E H Ng et al. Hum Reprod. 2001 Apr.

Abstract

Chlamydia antibody testing (CAT) has been used to predict tubal pathology associated with Chlamydia infection, the leading cause of pelvic inflammatory disease (PID). Tubal pathology not related to C. trachomatis is unlikely to be identified by CAT alone. A correlation between serum CA-125 concentrations and the severity of adnexal inflammation during acute PID was demonstrated. The objectives of this study were to determine the prevalence of C. trachomatis infection in an Asian infertile population and to assess the role of a combination of serum CA-125 and CAT in the prediction of tubal pathology as shown by laparoscopy.
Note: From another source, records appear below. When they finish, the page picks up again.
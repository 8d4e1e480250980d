//! Application configuration loaded from environment variables.
//!
//! # Environment Variables
//!
//! ## Optional
//! - `UCOOK_SETTLE_DELAY_MS` - Delay between a swipe and the next card (default: 300)
//! - `UCOOK_CATALOG_PATH` - YAML dish catalog (default: built-in catalog)
//! - `SENTRY_DSN` - Sentry error tracking DSN
//! - `SENTRY_ENVIRONMENT` - Sentry environment name
//! - `SENTRY_SAMPLE_RATE` - Sentry event sample rate, 0.0-1.0 (default: 1.0)

use std::path::PathBuf;
use std::time::Duration;

use thiserror::Error;

/// Default settle delay between gesture resolution and advancing to the next dish.
pub const DEFAULT_SETTLE_DELAY: Duration = Duration::from_millis(300);

/// Configuration errors that can occur during loading.
#[derive(Debug, Error)]
pub enum ConfigError {
    #[error("Invalid environment variable {0}: {1}")]
    InvalidEnvVar(String, String),
}

/// U-COOK application configuration.
#[derive(Debug, Clone)]
pub struct AppConfig {
    /// Delay before a swiped card is replaced by the next one
    pub settle_delay: Duration,
    /// Catalog file to load instead of the built-in dishes
    pub catalog_path: Option<PathBuf>,
    /// Sentry DSN for error tracking
    pub sentry_dsn: Option<String>,
    /// Sentry environment name
    pub sentry_environment: Option<String>,
    /// Fraction of error events sent to Sentry
    pub sentry_sample_rate: f32,
}

impl Default for AppConfig {
    fn default() -> Self {
        Self {
            settle_delay: DEFAULT_SETTLE_DELAY,
            catalog_path: None,
            sentry_dsn: None,
            sentry_environment: None,
            sentry_sample_rate: 1.0,
        }
    }
}

impl AppConfig {
    /// Load configuration from environment variables.
    ///
    /// Calls `dotenvy::dotenv()` to load from `.env` file if present.
    ///
    /// # Errors
    ///
    /// Returns `ConfigError` if a variable is set but cannot be parsed.
    pub fn from_env() -> Result<Self, ConfigError> {
        // Load .env file if present (ignore errors if not found)
        let _ = dotenvy::dotenv();

        Self::from_lookup(|key| std::env::var(key).ok())
    }

    /// Load configuration through an arbitrary variable lookup.
    ///
    /// # Errors
    ///
    /// Returns `ConfigError` if a variable is set but cannot be parsed.
    pub fn from_lookup(lookup: impl Fn(&str) -> Option<String>) -> Result<Self, ConfigError> {
        let settle_ms = get_or_default(&lookup, "UCOOK_SETTLE_DELAY_MS", "300")
            .parse::<u64>()
            .map_err(|e| {
                ConfigError::InvalidEnvVar("UCOOK_SETTLE_DELAY_MS".to_string(), e.to_string())
            })?;

        let catalog_path = get_optional(&lookup, "UCOOK_CATALOG_PATH").map(PathBuf::from);
        let sentry_dsn = get_optional(&lookup, "SENTRY_DSN");
        let sentry_environment = get_optional(&lookup, "SENTRY_ENVIRONMENT");
        let sentry_sample_rate = parse_sample_rate(&get_or_default(
            &lookup,
            "SENTRY_SAMPLE_RATE",
            "1.0",
        ))?;

        Ok(Self {
            settle_delay: Duration::from_millis(settle_ms),
            catalog_path,
            sentry_dsn,
            sentry_environment,
            sentry_sample_rate,
        })
    }
}

// =============================================================================
// Helper Functions
// =============================================================================

/// Get an optional variable, treating empty values as unset.
fn get_optional(lookup: &impl Fn(&str) -> Option<String>, key: &str) -> Option<String> {
    lookup(key).filter(|value| !value.trim().is_empty())
}

/// Get a variable with a default value.
fn get_or_default(lookup: &impl Fn(&str) -> Option<String>, key: &str, default: &str) -> String {
    get_optional(lookup, key).unwrap_or_else(|| default.to_string())
}

/// Parse and range-check the Sentry sample rate.
fn parse_sample_rate(value: &str) -> Result<f32, ConfigError> {
    let rate = value.parse::<f32>().map_err(|e| {
        ConfigError::InvalidEnvVar("SENTRY_SAMPLE_RATE".to_string(), e.to_string())
    })?;
    if !(0.0..=1.0).contains(&rate) {
        return Err(ConfigError::InvalidEnvVar(
            "SENTRY_SAMPLE_RATE".to_string(),
            format!("must be between 0.0 and 1.0 (got {rate})"),
        ));
    }
    Ok(rate)
}
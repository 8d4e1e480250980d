//! Integration tests for U-COOK.
//!
//! # Running Tests
//!
//! ```bash
//! cargo test -p u-cook-integration-tests
//! ```
//!
//! # Test Categories
//!
//! - `session_flow` - Full user journeys through `AppState`
//! - `catalog_files` - Loading catalogs from YAML files on disk
//!
//! Helpers shared by the test files live here.

use std::path::PathBuf;
use std::sync::Arc;
use std::time::Duration;

use u_cook_app::{AppConfig, AppState, Catalog, Command};
use u_cook_core::{Dish, DishCatalog};

/// Settle delay used by tests that do not pause time.
pub const TEST_SETTLE_DELAY: Duration = Duration::from_millis(5);

/// App state over the built-in catalog.
///
/// # Panics
///
/// Panics if the built-in catalog is malformed.
#[allow(clippy::expect_used)]
#[must_use]
pub fn app_state(settle_delay: Duration) -> AppState {
    let catalog = Catalog::builtin().expect("built-in catalog");
    app_state_with(settle_delay, catalog)
}

/// App state over a given catalog.
///
/// # Panics
///
/// Panics if the catalog is empty.
#[allow(clippy::expect_used)]
#[must_use]
pub fn app_state_with(settle_delay: Duration, catalog: Catalog) -> AppState {
    let config = AppConfig {
        settle_delay,
        ..AppConfig::default()
    };
    AppState::new(config, Arc::new(catalog)).expect("app state")
}

/// Dispatch command lines in order, waiting for every settle.
///
/// # Panics
///
/// Panics on the first line that fails to parse or dispatch.
#[allow(clippy::expect_used)]
pub async fn run_commands(state: &AppState, lines: &[&str]) {
    for line in lines {
        let command = Command::parse(line).expect("command parses");
        state
            .handle(command)
            .await
            .unwrap_or_else(|e| panic!("'{line}' failed: {e}"))
            .settled()
            .await;
    }
}

/// Complete onboarding with a valid identity and default answers.
pub async fn onboard(state: &AppState) {
    run_commands(
        state,
        &["name Anna", "phone 89991234567", "next", "next", "next", "next"],
    )
    .await;
}

/// A catalog dish with the given ids, for building custom catalogs.
///
/// # Panics
///
/// Panics if the built-in catalog is malformed.
#[allow(clippy::expect_used)]
#[must_use]
pub fn dish(id: &str, chef_id: &str) -> Dish {
    let catalog = Catalog::builtin().expect("built-in catalog");
    let mut dish = catalog
        .dishes()
        .first()
        .cloned()
        .expect("built-in catalog has dishes");
    dish.id = id.into();
    dish.name = format!("Dish {id}");
    dish.chef.id = chef_id.into();
    dish
}

/// A unique path in the system temp directory.
#[must_use]
pub fn temp_path(extension: &str) -> PathBuf {
    std::env::temp_dir().join(format!("u-cook-{}.{extension}", uuid::Uuid::new_v4()))
}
A total of 110 consecutive women attending an infertility clinic for work-up were recruited. Blood was taken for CAT and CA-125 on the day of hospital admission and an endocervical swab was taken for culture of C. trachomatis prior to laparoscopy. Two (1.8%) women had C. trachomatis found in the endocervix and 28 (25.5%) women had CAT of > or = 1:32. Serum CA-125 concentrations were > 35 IU/ml in 11 (10%) women. The discriminative capacity of CAT in the diagnosis of tubal pathology including both proximal and distal obstruction was not improved by measuring serum CA-125, regardless of the threshold values of serum CA-125 concentration.